SQL Eval Case Manager

The SQL Eval Case Manager agent helps you build and maintain high-quality SQL evaluation sets for your data products. It can create new question/SQL pairs, generate evaluation questions in bulk, and audit existing cases for quality and correctness.

These evaluation sets are what you use to measure and improve a text-to-SQL agent’s accuracy. See SQL Evaluations for the broader workflow.

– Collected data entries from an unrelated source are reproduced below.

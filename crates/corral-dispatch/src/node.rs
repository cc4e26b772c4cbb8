//! Worker node handles.
//!
//! Each remote worker is represented by a [`Node`]: its registrar-assigned
//! status plus the transport the dispatcher talks to it over. Handles are
//! shared between the registrar (which owns the list) and exactly one
//! per-worker state machine, so a node lives behind `Arc<Mutex<..>>`; the
//! lock is held for the duration of a single protocol round-trip, making
//! each exchange atomic with respect to every other operation on that
//! worker.

use std::net::TcpStream;
use std::sync::{Arc, Mutex, MutexGuard};

use corral_core::node::NodeStatus;
use corral_core::protocol::framing::FramedStream;
use corral_core::protocol::{PacketKind, ProtocolResult};

/// Frame-level transport to one worker.
///
/// This is the seam the state machines are tested through: production
/// nodes wrap a [`TcpStream`], tests substitute scripted transports.
pub trait Transport: Send {
    /// Send one frame.
    fn send(&mut self, id: u32, kind: PacketKind, payload: &[u8]) -> ProtocolResult<()>;

    /// Receive one frame.
    fn recv(&mut self) -> ProtocolResult<(corral_core::PacketHeader, Vec<u8>)>;
}

/// Production transport over a TCP stream.
#[derive(Debug)]
pub struct TcpTransport {
    framed: FramedStream<TcpStream>,
}

impl TcpTransport {
    /// Wrap a connected stream.
    #[must_use]
    pub fn new(stream: TcpStream) -> Self {
        Self {
            framed: FramedStream::new(stream),
        }
    }
}

impl Transport for TcpTransport {
    fn send(&mut self, id: u32, kind: PacketKind, payload: &[u8]) -> ProtocolResult<()> {
        self.framed.send(id, kind, payload)
    }

    fn recv(&mut self) -> ProtocolResult<(corral_core::PacketHeader, Vec<u8>)> {
        self.framed.recv()
    }
}

/// One registered worker: status plus transport.
pub struct Node {
    /// Last known status. `id` and `role` are fixed at registration;
    /// the remaining fields are refreshed by status polls.
    pub status: NodeStatus,
    /// Transport to the worker.
    pub transport: Box<dyn Transport>,
}

impl Node {
    /// Build a node from its registration-time status and transport.
    #[must_use]
    pub fn new(status: NodeStatus, transport: Box<dyn Transport>) -> Self {
        Self { status, transport }
    }
}

impl std::fmt::Debug for Node {
    fn fmt(&self, f: &mut std::fmt::Formatter<'_>) -> std::fmt::Result {
        f.debug_struct("Node").field("status", &self.status).finish()
    }
}

/// Shared ownership of a node between the registrar and its machine.
pub type NodeHandle = Arc<Mutex<Node>>;

/// Wrap a node into a shareable handle.
#[must_use]
pub fn new_handle(node: Node) -> NodeHandle {
    Arc::new(Mutex::new(node))
}

/// Acquire a node's lock, recovering the guard if a previous holder
/// panicked; node state is a plain snapshot and stays usable.
pub fn lock(handle: &NodeHandle) -> MutexGuard<'_, Node> {
    handle.lock().unwrap_or_else(std::sync::PoisonError::into_inner)
}
//! Work pools.
//!
//! The dispatcher balances the cluster through two bounded-strategy
//! queues: the [`TracePool`] (traces waiting for an SVM node) and the
//! [`TestPool`] (test cases waiting for a VM node). Both dispense each
//! accepted item exactly once and keep two counters: how many items are
//! still waiting (`count_next`) and how many unique items were ever
//! accepted this run (`count_all*`). The first never exceeds the second.
//!
//! Pools are only touched from the dispatch thread, so they carry no
//! internal locking.

mod test;
mod trace;

use std::collections::VecDeque;
use std::path::PathBuf;

use thiserror::Error;

pub use test::{TestPool, TEST_CASE_DIR_NAME};
pub use trace::TracePool;

/// Errors from pool operations.
#[derive(Debug, Error)]
pub enum PoolError {
    /// The configured selection strategy name is not known.
    #[error("unknown pool strategy '{name}'")]
    UnknownStrategy {
        /// The offending name.
        name: String,
    },

    /// A pooled trace path does not carry a UUID file name.
    #[error("pooled trace path has no uuid file name: {}", path.display())]
    InvalidTracePath {
        /// The offending path.
        path: PathBuf,
    },

    /// Persisting a pooled item failed.
    #[error("pool i/o error at {}: {source}", path.display())]
    Io {
        /// The file involved.
        path: PathBuf,
        /// Underlying I/O error.
        #[source]
        source: std::io::Error,
    },
}

/// Dispensing order for pooled trace paths.
///
/// Selected by name at pool construction so the guest configuration can
/// pick the ordering without the dispatcher caring which one runs.
#[derive(Debug)]
pub(crate) enum Strategy {
    /// First-in, first-out.
    Fifo(VecDeque<PathBuf>),
}

impl Strategy {
    pub(crate) fn by_name(name: &str) -> Result<Self, PoolError> {
        match name {
            "fifo" => Ok(Self::Fifo(VecDeque::new())),
            other => Err(PoolError::UnknownStrategy {
                name: other.to_string(),
            }),
        }
    }

    pub(crate) fn push(&mut self, path: PathBuf) {
        match self {
            Self::Fifo(queue) => queue.push_back(path),
        }
    }

    pub(crate) fn next(&mut self) -> Option<PathBuf> {
        match self {
            Self::Fifo(queue) => queue.pop_front(),
        }
    }

    pub(crate) fn remaining(&self) -> u64 {
        match self {
            Self::Fifo(queue) => queue.len() as u64,
        }
    }
}

#[cfg(test)]
mod tests {
    use super::*;

    #[test]
    fn test_strategy_by_name() {
        assert!(Strategy::by_name("fifo").is_ok());
        assert!(matches!(
            Strategy::by_name("weighted"),
            Err(PoolError::UnknownStrategy { .. })
        ));
    }

    #[test]
    fn test_fifo_order() {
        let mut s = Strategy::by_name("fifo").unwrap();
        s.push(PathBuf::from("a"));
        s.push(PathBuf::from("b"));
        assert_eq!(s.remaining(), 2);
        assert_eq!(s.next(), Some(PathBuf::from("a")));
        assert_eq!(s.next(), Some(PathBuf::from("b")));
        assert_eq!(s.next(), None);
    }
}
//! Run reporting: the in-terminal status table and the profile statistics.

use std::io::Write;
use std::path::PathBuf;

use corral_core::node::NodeRole;

use crate::error::{DispatchError, DispatchResult};

/// Gnuplot preamble written once per target next to `stat.dat`.
const STAT_PG: &str = r#"#!/usr/bin/gnuplot
reset
set terminal png

set title "Test cases and traces per second"
set grid
set key reverse Left outside
set style data linespoints

set ylabel "tcs/traces"
set xlabel "seconds"

plot "stat.dat" using 1:2 title "tc remaining", \
     "" using 1:3 title "tc total", \
     "" using 1:4 title "trace remaining", \
     "" using 1:5 title "trace total"
"#;

/// Per-node column of the status table.
#[derive(Debug, Clone, Copy)]
pub struct NodeColumn {
    /// Worker role, shown in the column header.
    pub role: NodeRole,
    /// Worker-side pending test cases.
    pub test_case_count: u64,
    /// Worker-side pending traces.
    pub trace_count: u64,
}

/// One rendering of the cluster's state.
#[derive(Debug, Clone)]
pub struct StatusSnapshot {
    /// Seconds since the current target started.
    pub elapsed_secs: u64,
    /// Test cases waiting in the pool.
    pub tests_left: u64,
    /// Unique test cases accepted this target.
    pub tests_total: u64,
    /// Traces waiting in the pool.
    pub traces_left: u64,
    /// Unique traces accepted this target.
    pub traces_total: u64,
    /// One column per registered worker, in registration order.
    pub nodes: Vec<NodeColumn>,
}

impl StatusSnapshot {
    /// Render the two-line table.
    ///
    /// # Errors
    ///
    /// Propagates write failures.
    pub fn render<W: Write>(&self, w: &mut W) -> std::io::Result<()> {
        write!(w, "{:>12}|{:>12}|{:>12}|", "time (s)", "tests left", "traces left")?;
        for (i, node) in self.nodes.iter().enumerate() {
            let header = format!("{}-[{}] tc/tr", i + 1, node.role.label());
            write!(w, "{header:>14}|")?;
        }
        writeln!(w)?;

        let tests = format!("{}/{}", self.tests_left, self.tests_total);
        let traces = format!("{}/{}", self.traces_left, self.traces_total);
        write!(w, "{:>12}|{tests:>12}|{traces:>12}|", self.elapsed_secs)?;
        for node in &self.nodes {
            let counts = format!("{}/{}", node.test_case_count, node.trace_count);
            write!(w, "{counts:>14}|")?;
        }
        writeln!(w)
    }
}

/// Appends `(t, tc_left, tc_total, trace_left, trace_total)` rows to
/// `profile/stat.dat`, at most once per configured interval, and writes
/// the gnuplot preamble before the first row.
///
/// One writer lives per target: rotation rebuilds it so each target's
/// profile directory gets its own preamble and a clock starting at zero.
#[derive(Debug)]
pub struct ProfileWriter {
    dir: PathBuf,
    interval: u64,
    last_elapsed: u64,
    header_written: bool,
}

impl ProfileWriter {
    /// Create a writer for the given profile directory.
    #[must_use]
    pub fn new(dir: PathBuf, interval: u64) -> Self {
        Self {
            dir,
            interval,
            last_elapsed: 0,
            header_written: false,
        }
    }

    /// Append a statistics row if the interval has elapsed since the last
    /// one.
    ///
    /// # Errors
    ///
    /// [`DispatchError::FileWrite`] on write failure.
    pub fn maybe_write(&mut self, snapshot: &StatusSnapshot) -> DispatchResult<()> {
        let elapsed = snapshot.elapsed_secs;
        if elapsed.saturating_sub(self.last_elapsed) < self.interval {
            return Ok(());
        }
        self.last_elapsed = elapsed;

        if !self.header_written {
            self.header_written = true;
            let path = self.dir.join("stat.pg");
            std::fs::write(&path, STAT_PG)
                .map_err(|source| DispatchError::FileWrite { path: path.clone(), source })?;
        }

        let path = self.dir.join("stat.dat");
        let mut file = std::fs::OpenOptions::new()
            .create(true)
            .append(true)
            .open(&path)
            .map_err(|source| DispatchError::FileWrite { path: path.clone(), source })?;
        writeln!(
            file,
            "{} {} {} {} {}",
            elapsed,
            snapshot.tests_left,
            snapshot.tests_total,
            snapshot.traces_left,
            snapshot.traces_total
        )
        .map_err(|source| DispatchError::FileWrite { path, source })
    }
}
//! Dispatcher configuration.
//!
//! The option tree is loaded from a TOML file, transmitted verbatim to
//! every registering worker as the `config` payload, and consulted by the
//! dispatch supervisor for mode, rotation thresholds, imaging, and
//! profiling cadence. Every field has a default so a minimal file (or none
//! at all, in tests) yields a working dev-mode configuration.

use std::path::{Path, PathBuf};

use serde::{Deserialize, Serialize};
use thiserror::Error;

/// Errors from option loading.
#[derive(Debug, Error)]
pub enum OptionsError {
    /// The file could not be read.
    #[error("failed to read options file {}: {source}", path.display())]
    Io {
        /// The file involved.
        path: PathBuf,
        /// Underlying I/O error.
        #[source]
        source: std::io::Error,
    },

    /// The file contents are not valid TOML for the option tree.
    #[error("failed to parse options file {}: {source}", path.display())]
    Parse {
        /// The file involved.
        path: PathBuf,
        /// Underlying TOML error.
        #[source]
        source: toml::de::Error,
    },
}

/// The complete dispatcher option tree.
#[derive(Debug, Clone, PartialEq, Eq, Serialize, Deserialize)]
#[serde(default, deny_unknown_fields)]
pub struct DispatchOptions {
    /// Operating mode.
    pub mode: ModeOptions,
    /// Target list and rotation thresholds.
    pub test: TestOptions,
    /// VM-node imaging and refill tuning.
    pub vm: VmOptions,
    /// Trace pool tuning.
    pub trace: TraceOptions,
    /// Profiling cadence.
    pub profile: ProfileOptions,
    /// Base directory for the per-run output tree.
    pub dispatch_root: PathBuf,
}

/// Operating mode.
#[derive(Debug, Clone, PartialEq, Eq, Serialize, Deserialize)]
#[serde(default, deny_unknown_fields)]
pub struct ModeOptions {
    /// Distributed mode rotates targets across the cluster; dev mode runs
    /// a single implicit target until the operator stops the dispatcher.
    pub distributed: bool,
}

/// Target list and rotation thresholds.
#[derive(Debug, Clone, Default, PartialEq, Eq, Serialize, Deserialize)]
#[serde(default, deny_unknown_fields)]
pub struct TestOptions {
    /// Ordered target names; seeds the rotation queue.
    pub items: Vec<String>,
    /// Per-target expiry thresholds.
    pub interval: IntervalOptions,
}

/// Per-target expiry thresholds. A target expires when the cluster
/// converges or any threshold is reached.
#[derive(Debug, Clone, PartialEq, Eq, Serialize, Deserialize)]
#[serde(default, deny_unknown_fields)]
pub struct IntervalOptions {
    /// Lifetime-unique traces gathered for the target.
    pub trace: u64,
    /// Test cases generated for the target.
    pub tc: u64,
    /// Wall-clock seconds spent on the target.
    pub time: u64,
}

/// VM-node options.
#[derive(Debug, Clone, PartialEq, Eq, Serialize, Deserialize)]
#[serde(default, deny_unknown_fields)]
pub struct VmOptions {
    /// Guest image provisioning.
    pub image: ImageOptions,
    /// Refill cap: top a VM node up to this many pending test cases.
    pub test_multiplier: u64,
    /// Refill cap: top an SVM node up to this many pending traces.
    pub trace_multiplier: u64,
}

/// Guest image provisioning.
#[derive(Debug, Clone, Default, PartialEq, Eq, Serialize, Deserialize)]
#[serde(default, deny_unknown_fields)]
pub struct ImageOptions {
    /// Path to the guest OS image on the dispatcher host.
    pub path: PathBuf,
    /// Whether registering VM nodes should have their image validated and
    /// re-provisioned on mismatch.
    pub update: bool,
}

/// Trace pool options.
#[derive(Debug, Clone, PartialEq, Eq, Serialize, Deserialize)]
#[serde(default, deny_unknown_fields)]
pub struct TraceOptions {
    /// Selection strategy name; `"fifo"` is the only built-in today.
    pub strategy: String,
}

/// Profiling cadence.
#[derive(Debug, Clone, PartialEq, Eq, Serialize, Deserialize)]
#[serde(default, deny_unknown_fields)]
pub struct ProfileOptions {
    /// Minimum seconds between statistics rows.
    pub interval: u64,
}

impl Default for ModeOptions {
    fn default() -> Self {
        Self { distributed: false }
    }
}

impl Default for IntervalOptions {
    fn default() -> Self {
        Self {
            trace: 10_000,
            tc: 100_000,
            time: 8 * 60 * 60,
        }
    }
}

impl Default for VmOptions {
    fn default() -> Self {
        Self {
            image: ImageOptions::default(),
            test_multiplier: 10,
            trace_multiplier: 2,
        }
    }
}

impl Default for TraceOptions {
    fn default() -> Self {
        Self {
            strategy: "fifo".to_string(),
        }
    }
}

impl Default for ProfileOptions {
    fn default() -> Self {
        Self { interval: 10 }
    }
}

impl DispatchOptions {
    /// Load the option tree from a TOML file.
    ///
    /// # Errors
    ///
    /// [`OptionsError::Io`] if the file cannot be read,
    /// [`OptionsError::Parse`] on invalid contents.
    pub fn from_file(path: &Path) -> Result<Self, OptionsError> {
        let contents = std::fs::read_to_string(path).map_err(|source| OptionsError::Io {
            path: path.to_path_buf(),
            source,
        })?;
        toml::from_str(&contents).map_err(|source| OptionsError::Parse {
            path: path.to_path_buf(),
            source,
        })
    }
}

impl Default for DispatchOptions {
    fn default() -> Self {
        Self {
            mode: ModeOptions::default(),
            test: TestOptions::default(),
            vm: VmOptions::default(),
            trace: TraceOptions::default(),
            profile: ProfileOptions::default(),
            dispatch_root: PathBuf::from("dispatch-root"),
        }
    }
}

#[cfg(test)]
mod tests {
    use super::*;

    #[test]
    fn test_defaults_are_dev_mode() {
        let options = DispatchOptions::default();
        assert!(!options.mode.distributed);
        assert!(options.test.items.is_empty());
        assert_eq!(options.trace.strategy, "fifo");
        assert_eq!(options.dispatch_root, PathBuf::from("dispatch-root"));
    }

    #[test]
    fn test_load_from_toml() {
        let dir = tempfile::tempdir().unwrap();
        let path = dir.path().join("dispatch.toml");
        std::fs::write(
            &path,
            r#"
            [mode]
            distributed = true

            [test]
            items = ["coreutils/cat", "coreutils/ls"]

            [test.interval]
            trace = 10
            tc = 500
            time = 3600

            [vm]
            test_multiplier = 4

            [vm.image]
            path = "/srv/images/guest.img"
            update = true

            [profile]
            interval = 30
            "#,
        )
        .unwrap();

        let options = DispatchOptions::from_file(&path).unwrap();
        assert!(options.mode.distributed);
        assert_eq!(options.test.items.len(), 2);
        assert_eq!(options.test.interval.trace, 10);
        assert_eq!(options.test.interval.tc, 500);
        assert_eq!(options.vm.test_multiplier, 4);
        assert_eq!(options.vm.trace_multiplier, 2); // default preserved
        assert!(options.vm.image.update);
        assert_eq!(options.profile.interval, 30);
    }

    #[test]
    fn test_unknown_keys_are_rejected() {
        let dir = tempfile::tempdir().unwrap();
        let path = dir.path().join("dispatch.toml");
        std::fs::write(&path, "[mode]\ndistributed = false\nmystery = 1\n").unwrap();
        assert!(matches!(
            DispatchOptions::from_file(&path),
            Err(OptionsError::Parse { .. })
        ));
    }

    #[test]
    fn test_missing_file_is_io_error() {
        let result = DispatchOptions::from_file(Path::new("/nonexistent/dispatch.toml"));
        assert!(matches!(result, Err(OptionsError::Io { .. })));
    }

    #[test]
    fn test_serde_roundtrip_is_identity() {
        let mut options = DispatchOptions::default();
        options.mode.distributed = true;
        options.test.items = vec!["target-a".into()];
        options.vm.image.path = PathBuf::from("/srv/guest.img");

        let json = serde_json::to_string(&options).unwrap();
        let decoded: DispatchOptions = serde_json::from_str(&json).unwrap();
        assert_eq!(decoded, options);
    }
}
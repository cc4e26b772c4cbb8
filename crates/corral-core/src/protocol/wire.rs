//! Typed message helpers over the framed stream.
//!
//! These pair a [`PacketKind`] with a JSON document payload. Reads verify
//! the response kind before touching the payload, so a desynchronized
//! exchange surfaces as [`ProtocolError::UnexpectedPacket`] instead of a
//! confusing decode failure.

use serde::de::DeserializeOwned;
use serde::Serialize;

use super::error::{ProtocolError, ProtocolResult};
use super::framing::FramedStream;
use super::PacketKind;

/// Send a control frame with no payload.
///
/// # Errors
///
/// Propagates framing and I/O errors.
pub fn write_control<S: std::io::Write>(
    stream: &mut FramedStream<S>,
    id: u32,
    kind: PacketKind,
) -> ProtocolResult<()> {
    stream.send(id, kind, &[])
}

/// Serialize `message` and send it under the given kind.
///
/// # Errors
///
/// Propagates serialization, framing, and I/O errors.
pub fn write_message<S: std::io::Write, T: Serialize>(
    stream: &mut FramedStream<S>,
    id: u32,
    kind: PacketKind,
    message: &T,
) -> ProtocolResult<()> {
    let payload = serde_json::to_vec(message)?;
    stream.send(id, kind, &payload)
}

/// Receive one frame and decode its payload, verifying the kind.
///
/// # Errors
///
/// Returns [`ProtocolError::UnexpectedPacket`] if the received frame does
/// not carry `expected`, and propagates framing, I/O, and decode errors.
pub fn read_message<S: std::io::Read, T: DeserializeOwned>(
    stream: &mut FramedStream<S>,
    expected: PacketKind,
) -> ProtocolResult<T> {
    let (header, payload) = stream.recv()?;
    let kind = header.packet_kind()?;
    if kind != expected {
        return Err(ProtocolError::UnexpectedPacket {
            expected: expected.name(),
            actual: kind.name().to_string(),
        });
    }
    Ok(serde_json::from_slice(&payload)?)
}

/// Receive one frame that must carry no payload, verifying the kind.
///
/// # Errors
///
/// Same failure modes as [`read_message`].
pub fn read_control<S: std::io::Read>(
    stream: &mut FramedStream<S>,
    expected: PacketKind,
) -> ProtocolResult<()> {
    let (header, _payload) = stream.recv()?;
    let kind = header.packet_kind()?;
    if kind != expected {
        return Err(ProtocolError::UnexpectedPacket {
            expected: expected.name(),
            actual: kind.name().to_string(),
        });
    }
    Ok(())
}

#[cfg(test)]
mod tests {
    use std::io::Cursor;

    use super::*;
    use crate::node::NodeStatus;
    use crate::options::DispatchOptions;

    #[test]
    fn test_message_roundtrip_preserves_status() {
        let status = NodeStatus {
            trace_count: 3,
            test_case_count: 9,
            error_count: 1,
            active: true,
            ..NodeStatus::default()
        };

        let mut tx = FramedStream::new(Cursor::new(Vec::new()));
        write_message(&mut tx, 4, PacketKind::Status, &status).unwrap();
        let mut rx = FramedStream::new(Cursor::new(tx.into_inner().into_inner()));

        let decoded: NodeStatus = read_message(&mut rx, PacketKind::Status).unwrap();
        assert_eq!(decoded, status);
    }

    #[test]
    fn test_config_roundtrip_preserves_options() {
        let mut options = DispatchOptions::default();
        options.mode.distributed = true;
        options.test.items = vec!["coreutils/cat".into(), "coreutils/ls".into()];
        options.test.interval.trace = 5000;

        let mut tx = FramedStream::new(Cursor::new(Vec::new()));
        write_message(&mut tx, 0, PacketKind::Config, &options).unwrap();
        let mut rx = FramedStream::new(Cursor::new(tx.into_inner().into_inner()));

        let decoded: DispatchOptions = read_message(&mut rx, PacketKind::Config).unwrap();
        assert_eq!(decoded, options);
    }

    #[test]
    fn test_unexpected_kind_is_rejected() {
        let mut tx = FramedStream::new(Cursor::new(Vec::new()));
        write_control(&mut tx, 1, PacketKind::Commence).unwrap();
        let mut rx = FramedStream::new(Cursor::new(tx.into_inner().into_inner()));

        let result: ProtocolResult<NodeStatus> = read_message(&mut rx, PacketKind::Status);
        assert!(matches!(
            result,
            Err(ProtocolError::UnexpectedPacket {
                expected: "status",
                ..
            })
        ));
    }
}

The agent follows this workflow:

  1. Reviews existing evaluation cases to avoid duplicates and understand current terminology.
  2. Explores the data product’s schema and sample values to ground questions in real business context.
  3. Generates diverse questions across complexity categories (filters, joins, column transformations, business jargon, complex operators).
  4. Validates each SQL query by running it through a SQL agent against the data product.
  5. Saves the evaluation cases and presents them for review.
  6. For auditing tasks, reviews existing cases for SQL correctness, clarity, coverage, and duplicates.

Required:

  • message (string): The request, e.g. “Generate 10 new evaluation questions” or “Audit existing cases”.
  • agent_config_id (string): The ID of the SQL agent used to generate and validate SQL.
  • data_product_id (string): The data product the cases are created against.

Optional:

  • data_product_version (string): A specific version of the data product.
  • agent_input_payload (object): A custom input payload when calling sub-agents.
  • Get Data Schema: Reads the schema and sample values to ground questions.
  • Get SQL Evaluation Set and Get SQL Evaluation Case: Retrieve existing cases to avoid duplicates.
  • Run SQL Agent and Run SQL Eval Case: Generate and validate SQL for candidate questions.
  • Create / Update / Delete SQL Evaluation Case: Manage the evaluation set.
  • Questions should read like realistic business inquiries, not trivial queries such as “how many rows are in my data”.
  • The agent generates a bounded number of questions at a time and keeps them concise.
  • Edits and deletions are confirmed before they are applied.